** DATA IN THIS EXERCISE follows **

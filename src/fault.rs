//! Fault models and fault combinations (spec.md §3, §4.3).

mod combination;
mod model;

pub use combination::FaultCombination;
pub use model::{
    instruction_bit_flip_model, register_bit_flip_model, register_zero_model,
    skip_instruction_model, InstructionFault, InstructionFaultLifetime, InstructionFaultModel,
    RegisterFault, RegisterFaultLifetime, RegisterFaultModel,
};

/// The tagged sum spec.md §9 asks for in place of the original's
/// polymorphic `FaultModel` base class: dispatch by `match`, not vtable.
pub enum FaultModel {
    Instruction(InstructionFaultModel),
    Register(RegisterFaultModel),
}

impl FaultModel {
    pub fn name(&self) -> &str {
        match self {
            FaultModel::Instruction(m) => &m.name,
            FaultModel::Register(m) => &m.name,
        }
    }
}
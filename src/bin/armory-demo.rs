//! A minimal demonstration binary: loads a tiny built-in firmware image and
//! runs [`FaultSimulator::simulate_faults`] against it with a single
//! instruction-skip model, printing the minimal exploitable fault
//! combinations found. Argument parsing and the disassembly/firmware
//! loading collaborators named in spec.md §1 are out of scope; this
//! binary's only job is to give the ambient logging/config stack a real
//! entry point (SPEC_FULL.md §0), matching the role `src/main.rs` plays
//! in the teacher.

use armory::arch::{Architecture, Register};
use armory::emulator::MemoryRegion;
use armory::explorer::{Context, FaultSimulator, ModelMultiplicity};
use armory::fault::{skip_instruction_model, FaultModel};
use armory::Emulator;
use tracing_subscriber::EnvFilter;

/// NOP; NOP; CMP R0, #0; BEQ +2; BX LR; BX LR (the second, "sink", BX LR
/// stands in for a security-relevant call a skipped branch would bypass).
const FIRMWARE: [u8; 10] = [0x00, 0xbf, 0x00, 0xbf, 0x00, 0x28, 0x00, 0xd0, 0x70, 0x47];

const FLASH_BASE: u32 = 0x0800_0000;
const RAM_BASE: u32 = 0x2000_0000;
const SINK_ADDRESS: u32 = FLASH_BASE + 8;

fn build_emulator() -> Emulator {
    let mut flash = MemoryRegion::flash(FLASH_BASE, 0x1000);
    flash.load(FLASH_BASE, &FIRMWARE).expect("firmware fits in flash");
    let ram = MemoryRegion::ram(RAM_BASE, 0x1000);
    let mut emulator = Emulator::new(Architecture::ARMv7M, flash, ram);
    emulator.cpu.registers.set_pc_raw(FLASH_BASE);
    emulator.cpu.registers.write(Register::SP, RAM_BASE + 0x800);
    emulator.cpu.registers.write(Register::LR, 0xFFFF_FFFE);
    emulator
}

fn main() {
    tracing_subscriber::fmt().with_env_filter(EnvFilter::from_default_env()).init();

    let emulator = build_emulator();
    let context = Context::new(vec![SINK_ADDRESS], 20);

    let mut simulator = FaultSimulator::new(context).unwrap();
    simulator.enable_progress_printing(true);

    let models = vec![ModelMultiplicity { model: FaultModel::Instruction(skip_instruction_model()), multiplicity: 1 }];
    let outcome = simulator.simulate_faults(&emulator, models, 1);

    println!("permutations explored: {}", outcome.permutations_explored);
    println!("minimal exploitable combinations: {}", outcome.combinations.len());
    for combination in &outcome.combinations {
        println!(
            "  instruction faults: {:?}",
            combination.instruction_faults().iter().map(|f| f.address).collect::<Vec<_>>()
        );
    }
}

** End of DATA IN THIS EXERCISE **

WORK TO COMPLETE —
Take from the material every line that holds "minimal".

EXPECTED ANSWER —
//! A minimal demonstration binary: loads a tiny built-in firmware image and
//! instruction-skip model, printing the minimal exploitable fault
    println!("minimal exploitable combinations: {}", outcome.combinations.len());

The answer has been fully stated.